La vie est-elle un genre littéraire ?

Instantané : des vases en forme de livre

Je suis retombée récemment sur cette citation de Romain Gary, dans La Promesse de l’aube :

Je croyais fermement qu’on pouvait, en littérature comme dans la vie, plier le monde à son inspiration et le restituer à sa vocation véritable, qui est celle d’un ouvrage bien fait et bien pensé. Je croyais à la beauté et donc à la justice. Le talent de ma mère me poussait à vouloir lui offrir le chef-d’œuvre d’art et de vie auquel elle avait tant rêvé pour moi, auquel elle avait si passionnément cru et travaillé. Que ce juste accomplissement lui fût refusé me paraissait impossible, parce qu’il me semblait exclu que la vie pût manquer à ce point d’art. Sa naïveté et son imagination, cette croyance au merveilleux qui lui faisaient voir dans un enfant perdu dans une province de la Pologne orientale, un futur grand écrivain français et un ambassadeur de France, continuaient à vivre en moi avec toute la force des belles histoires bien racontées. Je prenais encore la vie pour un genre littéraire.

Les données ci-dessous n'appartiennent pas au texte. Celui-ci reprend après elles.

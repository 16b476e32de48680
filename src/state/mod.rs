// Per-instance entity state and reconciliation

mod entity;
mod reconciler;

pub use entity::{Availability, EntityState, StateMap};
pub use reconciler::{reconcile, Reconciliation};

Cela m’a fait sourire, car j’ai aussi cette croyance, qui a trait à la pensée magique, que dans la vie comme en littérature, rien n’arrive par hasard, et que la vie elle aussi doit être soumise à ce principe dramaturgique (mais que l’on peut étendre à tous les genres narratifs) qu’on appelle « le fusil de Tchékhov » : si, dans le premier acte, il y a un fusil, alors ce fusil doit servir à un moment donné, sinon ce n’était pas la peine de le mettre là.

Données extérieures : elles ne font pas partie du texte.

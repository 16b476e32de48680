pub mod env;
pub use env::apply_env_overrides;

use crate::action::DEFAULT_ANONYMOUS_LABEL;
use crate::reservation::{DEFAULT_RESERVATION_MINUTES, MAX_RESERVATION_MINUTES};
use anyhow::{Context, Result};
use chrono::Duration;
use serde::Deserialize;
use std::path::{Path, PathBuf};

/// Environment variable naming the TOML config file
pub const CONFIG_PATH_ENV: &str = "RESPAWN_CONFIG";

/// Complete tracker configuration
#[derive(Debug, Clone, Default, Deserialize)]
pub struct TrackerConfig {
    #[serde(default)]
    pub instance: InstanceConfig,
    #[serde(default)]
    pub storage: StorageConfig,
    #[serde(default)]
    pub reservation: ReservationConfig,
    #[serde(default)]
    pub actions: ActionConfig,
    #[serde(default)]
    pub display: DisplayConfig,
    #[serde(default)]
    pub catalog: CatalogConfig,
}

/// Which instance this session tracks
#[derive(Debug, Clone, Deserialize)]
pub struct InstanceConfig {
    #[serde(default = "default_instance_id")]
    pub id: String,
}

fn default_instance_id() -> String {
    "pico7f".to_string()
}

impl Default for InstanceConfig {
    fn default() -> Self {
        Self {
            id: default_instance_id(),
        }
    }
}

/// Where documents, the action log and session files live
#[derive(Debug, Clone, Deserialize)]
pub struct StorageConfig {
    #[serde(default = "default_storage_directory")]
    pub directory: PathBuf,
}

fn default_storage_directory() -> PathBuf {
    PathBuf::from(".respawn")
}

impl Default for StorageConfig {
    fn default() -> Self {
        Self {
            directory: default_storage_directory(),
        }
    }
}

impl StorageConfig {
    pub fn instances_dir(&self) -> PathBuf {
        self.directory.join("instances")
    }

    pub fn action_db_path(&self) -> PathBuf {
        self.directory.join("actions.db")
    }
}

#[derive(Debug, Clone, Deserialize)]
pub struct ReservationConfig {
    #[serde(default = "default_reservation_minutes")]
    pub duration_minutes: i64,
}

fn default_reservation_minutes() -> i64 {
    DEFAULT_RESERVATION_MINUTES
}

impl Default for ReservationConfig {
    fn default() -> Self {
        Self {
            duration_minutes: default_reservation_minutes(),
        }
    }
}

impl ReservationConfig {
    /// Reservation length; values outside 1..=MAX_RESERVATION_MINUTES fall back to the default
    pub fn duration(&self) -> Duration {
        let minutes = if (1..=MAX_RESERVATION_MINUTES).contains(&self.duration_minutes) {
            self.duration_minutes
        } else {
            DEFAULT_RESERVATION_MINUTES
        };
        Duration::minutes(minutes)
    }
}

#[derive(Debug, Clone, Deserialize)]
pub struct ActionConfig {
    /// Actor recorded when no nickname was given
    #[serde(default = "default_anonymous_label")]
    pub anonymous_label: String,
}

fn default_anonymous_label() -> String {
    DEFAULT_ANONYMOUS_LABEL.to_string()
}

impl Default for ActionConfig {
    fn default() -> Self {
        Self {
            anonymous_label: default_anonymous_label(),
        }
    }
}

/// Front-end pacing
#[derive(Debug, Clone, Deserialize)]
pub struct DisplayConfig {
    /// Board refresh tick (milliseconds)
    #[serde(default = "default_tick_interval_ms")]
    pub tick_interval_ms: u64,
    /// How often the instance document is re-read and recent actions are shown (seconds)
    #[serde(default = "default_log_refresh_seconds")]
    pub log_refresh_seconds: u64,
    /// Entries shown by the `log` command
    #[serde(default = "default_log_limit")]
    pub log_limit: usize,
}

fn default_tick_interval_ms() -> u64 {
    1000
}

fn default_log_refresh_seconds() -> u64 {
    60
}

fn default_log_limit() -> usize {
    20
}

impl Default for DisplayConfig {
    fn default() -> Self {
        Self {
            tick_interval_ms: default_tick_interval_ms(),
            log_refresh_seconds: default_log_refresh_seconds(),
            log_limit: default_log_limit(),
        }
    }
}

/// Entity catalog source; the built-in roster when no path is set
#[derive(Debug, Clone, Default, Deserialize)]
pub struct CatalogConfig {
    pub path: Option<PathBuf>,
}

/// Load configuration from TOML file
pub fn load_config(path: &Path) -> Result<TrackerConfig> {
    let contents = std::fs::read_to_string(path)
        .with_context(|| format!("Failed to read config file {}", path.display()))?;
    let config: TrackerConfig = toml::from_str(&contents)
        .with_context(|| format!("Failed to parse config file {}", path.display()))?;
    Ok(config)
}

/// Config for the binary: the file named by `RESPAWN_CONFIG` if it exists,
/// defaults otherwise, then environment overrides.
pub fn load_from_env() -> Result<TrackerConfig> {
    let mut config = match std::env::var_os(CONFIG_PATH_ENV).map(PathBuf::from) {
        Some(path) if path.exists() => load_config(&path)?,
        _ => TrackerConfig::default(),
    };
    apply_env_overrides(&mut config, |key| std::env::var(key).ok());
    Ok(config)
}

Je ne sais pas si je suis écrivain parce que j’ai cette croyance profonde, et que pour moi écrire revient finalement à donner à la vie cette cohérence, ou plutôt à la mettre en évidence, la souligner, ou bien s’il s’agit d’une déformation professionnelle. J’imagine que cela fonctionne dans les deux sens.

J’imagine surtout que c’est un travers fort répandu, et que c’est ça, aussi, Habiter poétiquement le monde : refuser que la vie n’est pas de sens, et vouloir lui en donner un, quitte parfois à tordre un peu le réel. Et je crois, de plus en plus, que ce n’est pas grave, au fond, de ne pas trop tenir compte du réel.

Toujours plongée dans les Journaux d’Anaïs Nin, je me rends compte que sa vie à elle a bien cette direction, entièrement orientée vers ce qui est son sujet, et qui est aussi le mien :

Je ne veux écrire sur rien d’autre. D’une certaine façon, je sens que c’est un sujet digne de mériter tout mon intérêt, mon adoration, mon entière dévotion. Je suis même fière d’être portée par lui, à tel point que tout le reste me paraît sans importance. C’est vrai, j’ai souvent écrit que le jour où je serais appelée à jouer un rôle dans la Vie, je devrais avant tout me montrer Femme. Et aujourd’hui j’écris, je travaille, mais avant tout je suis une femme et mon cœur et mon âme sont perdus dans les merveilles de l’amour, car c’est de l’amour que je parle, bien sûr.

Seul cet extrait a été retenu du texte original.